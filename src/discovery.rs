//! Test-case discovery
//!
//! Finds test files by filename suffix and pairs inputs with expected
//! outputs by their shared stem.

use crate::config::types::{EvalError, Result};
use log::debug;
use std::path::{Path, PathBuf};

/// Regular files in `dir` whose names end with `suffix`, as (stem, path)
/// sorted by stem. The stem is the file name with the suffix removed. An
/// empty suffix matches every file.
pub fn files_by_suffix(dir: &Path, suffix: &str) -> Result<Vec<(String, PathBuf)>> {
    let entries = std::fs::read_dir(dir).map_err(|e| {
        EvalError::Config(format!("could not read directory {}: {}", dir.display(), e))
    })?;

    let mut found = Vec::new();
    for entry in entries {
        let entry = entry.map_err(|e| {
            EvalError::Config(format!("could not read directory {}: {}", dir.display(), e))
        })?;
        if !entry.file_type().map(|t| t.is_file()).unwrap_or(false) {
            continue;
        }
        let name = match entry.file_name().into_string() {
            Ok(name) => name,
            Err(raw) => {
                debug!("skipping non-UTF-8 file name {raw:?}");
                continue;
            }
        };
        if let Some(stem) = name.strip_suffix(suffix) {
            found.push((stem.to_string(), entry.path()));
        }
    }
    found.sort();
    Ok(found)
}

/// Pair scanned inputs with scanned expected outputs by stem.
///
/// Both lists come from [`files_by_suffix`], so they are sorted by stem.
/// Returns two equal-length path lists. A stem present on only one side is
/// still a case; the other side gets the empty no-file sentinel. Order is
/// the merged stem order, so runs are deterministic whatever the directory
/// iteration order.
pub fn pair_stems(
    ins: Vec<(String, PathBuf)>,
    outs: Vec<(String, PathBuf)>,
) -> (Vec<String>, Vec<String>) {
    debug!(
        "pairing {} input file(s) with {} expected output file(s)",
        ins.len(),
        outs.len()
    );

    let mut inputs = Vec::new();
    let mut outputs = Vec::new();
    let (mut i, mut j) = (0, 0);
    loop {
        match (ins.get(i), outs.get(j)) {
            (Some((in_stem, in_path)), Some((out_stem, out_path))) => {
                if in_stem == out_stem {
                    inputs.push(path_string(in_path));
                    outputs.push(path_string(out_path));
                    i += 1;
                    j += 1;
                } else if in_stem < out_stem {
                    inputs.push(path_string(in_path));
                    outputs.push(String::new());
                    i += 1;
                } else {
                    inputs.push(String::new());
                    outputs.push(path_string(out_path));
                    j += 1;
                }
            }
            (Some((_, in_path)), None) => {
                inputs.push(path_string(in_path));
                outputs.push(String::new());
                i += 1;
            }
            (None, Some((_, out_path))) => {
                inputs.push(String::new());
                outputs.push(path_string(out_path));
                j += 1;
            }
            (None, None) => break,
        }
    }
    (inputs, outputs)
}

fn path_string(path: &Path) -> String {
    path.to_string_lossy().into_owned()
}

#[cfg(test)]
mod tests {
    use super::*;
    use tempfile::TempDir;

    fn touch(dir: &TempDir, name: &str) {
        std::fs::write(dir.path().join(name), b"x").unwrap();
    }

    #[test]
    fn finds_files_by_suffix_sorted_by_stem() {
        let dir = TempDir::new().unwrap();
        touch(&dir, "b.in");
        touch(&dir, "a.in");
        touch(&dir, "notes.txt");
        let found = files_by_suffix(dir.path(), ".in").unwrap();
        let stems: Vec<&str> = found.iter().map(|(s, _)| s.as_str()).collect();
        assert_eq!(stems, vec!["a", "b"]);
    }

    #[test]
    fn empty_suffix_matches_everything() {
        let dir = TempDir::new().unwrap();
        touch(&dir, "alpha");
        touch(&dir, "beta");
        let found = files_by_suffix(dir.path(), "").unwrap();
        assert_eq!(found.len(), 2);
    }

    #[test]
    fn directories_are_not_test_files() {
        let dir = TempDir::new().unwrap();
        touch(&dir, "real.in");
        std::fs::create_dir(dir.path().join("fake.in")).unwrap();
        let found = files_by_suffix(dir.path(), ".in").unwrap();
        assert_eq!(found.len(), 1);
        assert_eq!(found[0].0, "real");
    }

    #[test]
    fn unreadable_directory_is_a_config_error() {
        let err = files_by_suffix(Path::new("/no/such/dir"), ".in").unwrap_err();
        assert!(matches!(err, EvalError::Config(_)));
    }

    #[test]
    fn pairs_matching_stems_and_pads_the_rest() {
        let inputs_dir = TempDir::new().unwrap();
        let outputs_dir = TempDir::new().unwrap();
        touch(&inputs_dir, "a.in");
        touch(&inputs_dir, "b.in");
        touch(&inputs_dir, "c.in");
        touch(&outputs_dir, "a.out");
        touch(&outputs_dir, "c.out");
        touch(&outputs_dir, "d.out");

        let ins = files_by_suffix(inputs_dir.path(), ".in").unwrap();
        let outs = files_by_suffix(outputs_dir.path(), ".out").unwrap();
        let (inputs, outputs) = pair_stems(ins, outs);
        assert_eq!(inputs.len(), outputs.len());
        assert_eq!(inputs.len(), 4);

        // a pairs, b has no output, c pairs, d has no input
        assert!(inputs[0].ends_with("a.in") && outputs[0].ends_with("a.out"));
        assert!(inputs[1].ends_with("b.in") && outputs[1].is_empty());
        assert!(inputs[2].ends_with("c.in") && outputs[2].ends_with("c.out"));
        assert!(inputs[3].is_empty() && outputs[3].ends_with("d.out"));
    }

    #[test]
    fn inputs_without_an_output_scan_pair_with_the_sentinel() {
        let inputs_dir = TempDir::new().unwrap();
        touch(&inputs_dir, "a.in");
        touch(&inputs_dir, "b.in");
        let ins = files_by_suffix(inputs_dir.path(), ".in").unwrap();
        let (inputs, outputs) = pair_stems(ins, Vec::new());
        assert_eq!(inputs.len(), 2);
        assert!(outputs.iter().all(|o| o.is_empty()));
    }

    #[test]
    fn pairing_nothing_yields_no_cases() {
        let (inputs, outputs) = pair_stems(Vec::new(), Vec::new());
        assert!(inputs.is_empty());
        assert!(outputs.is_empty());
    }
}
───
* _Your objective_
Among the lines of these entries, find those that contain "Some". Give their number and nothing else.

* _Solution_
4